In developing the technique for nerve repair, Bittner also sought advice from surgeons across the country, professors across the university and his own research assistants, including undergraduates.

Todd Krause, a student who worked with Bittner as an undergraduate and throughout his Ph.D. study from 1986 to 1993, said the lab’s atmosphere of collaboration at all levels helped researchers look for outside-the-box answers.

“George was big about ‘gee whiz’ moments: He asked questions and explained things that people normally wouldn’t,” said Krause, now a biotechnology intellectual property lawyer. “He’d ask: ‘Is it possible, and can I test it?’ and that taking on big issues and not feeling timid created an environment of collaboration to be receptive to good ideas.”

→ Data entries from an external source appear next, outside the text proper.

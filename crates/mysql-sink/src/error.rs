use thiserror::Error;

/// Why a change event cannot be turned into statements for a mapping.
#[derive(Error, Debug, Clone, PartialEq, Eq)]
pub enum MappingError {
    #[error("Column '{column}' mapped for table '{table}' is not present in the change event")]
    UnknownColumn { table: String, column: String },

    #[error("Table '{0}' has no primary key")]
    NoPrimaryKey(String),

    #[error("Row image of table '{table}' has no value at position {position}")]
    MissingValue { table: String, position: usize },

    #[error("Invalid mapping configuration: {0}")]
    Config(String),
}

pub type Result<T> = std::result::Result<T, MappingError>;
//! Response bodies of the control plane.

use axum::http::StatusCode;
use axum::response::{IntoResponse, Response};
use axum::Json;
use serde::Serialize;
use thiserror::Error;
use tracing::error;

/// `{code, message, data}` body shared by every endpoint.
#[derive(Debug, Serialize)]
pub struct ApiResponse<T: Serialize> {
    pub code: u16,
    pub message: String,
    pub data: Option<T>,
}

impl<T: Serialize> ApiResponse<T> {
    pub fn ok(data: T) -> Json<Self> {
        Json(Self {
            code: StatusCode::OK.as_u16(),
            message: "ok".to_string(),
            data: Some(data),
        })
    }
}

impl ApiResponse<()> {
    pub fn message(message: impl Into<String>) -> Json<Self> {
        Json(Self {
            code: StatusCode::OK.as_u16(),
            message: message.into(),
            data: None,
        })
    }
}

#[derive(Debug, Error)]
pub enum ApiError {
    #[error("{0}")]
    BadRequest(String),
    #[error("{0}")]
    NotFound(String),
    #[error(transparent)]
    Internal(#[from] anyhow::Error),
}

impl ApiError {
    fn status(&self) -> StatusCode {
        match self {
            ApiError::BadRequest(_) => StatusCode::BAD_REQUEST,
            ApiError::NotFound(_) => StatusCode::NOT_FOUND,
            ApiError::Internal(_) => StatusCode::INTERNAL_SERVER_ERROR,
        }
    }
}

impl IntoResponse for ApiError {
    fn into_response(self) -> Response {
        let status = self.status();
        if let ApiError::Internal(e) = &self {
            error!("Request failed: {e:#}");
        }
        let body = ApiResponse::<()> {
            code: status.as_u16(),
            message: format!("{self:#}"),
            data: None,
        };
        (status, Json(body)).into_response()
    }
}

Bittner’s current technique involves three stages. The first keeps the ends of severed nerves open so they can be reconnected, the second pulls each end of the cut nerve toward the other using various chemicals that prompt their joining, and the third ties the nerves together surgically to keep them from breaking when the animal moves.

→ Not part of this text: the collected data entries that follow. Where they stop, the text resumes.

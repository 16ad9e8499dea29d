//! Duration parsing utilities.

use std::time::Duration;

use anyhow::Context;
use serde::{Deserialize, Deserializer};

/// Parse a duration string like "1h", "30m", "5s", "500ms" or "300".
/// Supports:
/// - Plain numbers (interpreted as seconds): "300"
/// - Milliseconds suffix: "500ms"
/// - Seconds suffix: "5s"
/// - Minutes suffix: "30m"
/// - Hours suffix: "1h"
pub fn parse_duration(s: &str) -> anyhow::Result<Duration> {
    let s = s.trim();
    if s.is_empty() {
        anyhow::bail!("Empty duration string");
    }

    if let Some(num_str) = s.strip_suffix("ms") {
        let millis: u64 = num_str
            .parse()
            .with_context(|| format!("Invalid milliseconds value: {num_str}"))?;
        return Ok(Duration::from_millis(millis));
    }
    if let Some(num_str) = s.strip_suffix('h') {
        let hours: u64 = num_str
            .parse()
            .with_context(|| format!("Invalid hours value: {num_str}"))?;
        return Ok(Duration::from_secs(hours * 3600));
    }
    if let Some(num_str) = s.strip_suffix('m') {
        let minutes: u64 = num_str
            .parse()
            .with_context(|| format!("Invalid minutes value: {num_str}"))?;
        return Ok(Duration::from_secs(minutes * 60));
    }
    if let Some(num_str) = s.strip_suffix('s') {
        let secs: u64 = num_str
            .parse()
            .with_context(|| format!("Invalid seconds value: {num_str}"))?;
        return Ok(Duration::from_secs(secs));
    }

    // No suffix - treat as seconds
    s.parse::<u64>()
        .map(Duration::from_secs)
        .with_context(|| format!("Invalid duration value: {s}"))
}

#[derive(Deserialize)]
#[serde(untagged)]
enum RawDuration {
    Secs(u64),
    Text(String),
}

impl RawDuration {
    fn into_duration(self) -> anyhow::Result<Duration> {
        match self {
            RawDuration::Secs(secs) => Ok(Duration::from_secs(secs)),
            RawDuration::Text(text) => parse_duration(&text),
        }
    }
}

/// Serde adapter for duration fields written as `5s` or as a number of seconds.
pub fn deserialize<'de, D>(deserializer: D) -> Result<Duration, D::Error>
where
    D: Deserializer<'de>,
{
    RawDuration::deserialize(deserializer)?
        .into_duration()
        .map_err(serde::de::Error::custom)
}

/// Like [`deserialize`] for optional fields.
pub fn deserialize_option<'de, D>(deserializer: D) -> Result<Option<Duration>, D::Error>
where
    D: Deserializer<'de>,
{
    Option::<RawDuration>::deserialize(deserializer)?
        .map(RawDuration::into_duration)
        .transpose()
        .map_err(serde::de::Error::custom)
}

#[cfg(test)]
mod tests {
    use super::*;

    #[test]
    fn test_parse_duration_suffixes() {
        assert_eq!(parse_duration("300").unwrap(), Duration::from_secs(300));
        assert_eq!(parse_duration("5s").unwrap(), Duration::from_secs(5));
        assert_eq!(parse_duration("2m").unwrap(), Duration::from_secs(120));
        assert_eq!(parse_duration("1h").unwrap(), Duration::from_secs(3600));
        assert_eq!(parse_duration(" 250ms ").unwrap(), Duration::from_millis(250));
    }

    #[test]
    fn test_parse_duration_rejects_garbage() {
        assert!(parse_duration("").is_err());
        assert!(parse_duration("fast").is_err());
        assert!(parse_duration("-5s").is_err());
    }
}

Surgeons have to move fast. Once nerve cells, called axons, are cut, they immediately seal themselves off at both ends (in humans, as quickly as one day after the injury) cutting off access to feeling and nerve impulses south of the cut. Once these seals are formed, prospects for reconnecting the nerve are slim.

Bittner struggled with this challenge until 2010, when Francisco Gonzalez-Lima, a psychology professor and fellow researcher at UT, insisted he try methylene blue, a long-used dye, which recently showed its value for keeping cells open.

“Methylene blue has been able to prevent neurodegeneration,” Gonzalez-Lima said. “This collaboration led to a breakthrough in that the animals treated with methylene blue recovered faster and better.”

Once nerve cells are opened, the procedure calls for applying polyethylene glycol (PEG), a chemical that causes cells to drift together, aligning each end of the severed axon. A trip to the movies in 1980, to see “The Empire Strikes Back,” inspired Bittner to use PEG for the first time in an animal thanks to a scene in which Luke Skywalker’s hand is reattached after a light saber duel.

“In the 15-minute drive home, I started to think: “You know, that’s what I’ve been wanting to do. If you take the distal and proximal halves [the dead stump and live end], it’d be an intact cell,” said Bittner, recalling how, the next day, he used PEG on a crayfish for the first time.

Bittner’s team perfected his current technique in 2011 after its research on the PEG-methylene-blue combination attracted the attention of surgeons nationwide. Hand surgeons suggested the lab try holding nerves together with microsutures, super-precise stitches used for small tendons.

“Dr. Cameron Keating [a plastic surgery researcher from Massachusetts General Hospital at Harvard Medical School] came down to combine the methylene blue procedure with his microsutures,” Bittner said.

The results were dramatic. Animals that were operated on experienced 80 percent nerve regeneration compared with untreated rats, which registered under 15 percent. It was the trifecta of first PEG, then methylene blue and last microsutures that had success in animals, with little success from each component on its own.

“Without the series, you don’t get real success,” Bittner said.

The road to possible success in humans remains a demanding one. Despite its potential to cure paralysis, the FDA has to approve the procedure and specific chemicals for a trial, and then the researchers can work with NIH to move forward with clinical trials.

The study’s researchers are already seeing how far they can translate results. Bittner said Thayer is working on double fusions, reconnecting nerves at both ends, which may one day lead to a successful procedure for nerve transplants.

“It leads us to hope for the day that we can repair nerve damage in humans,” Bittner said.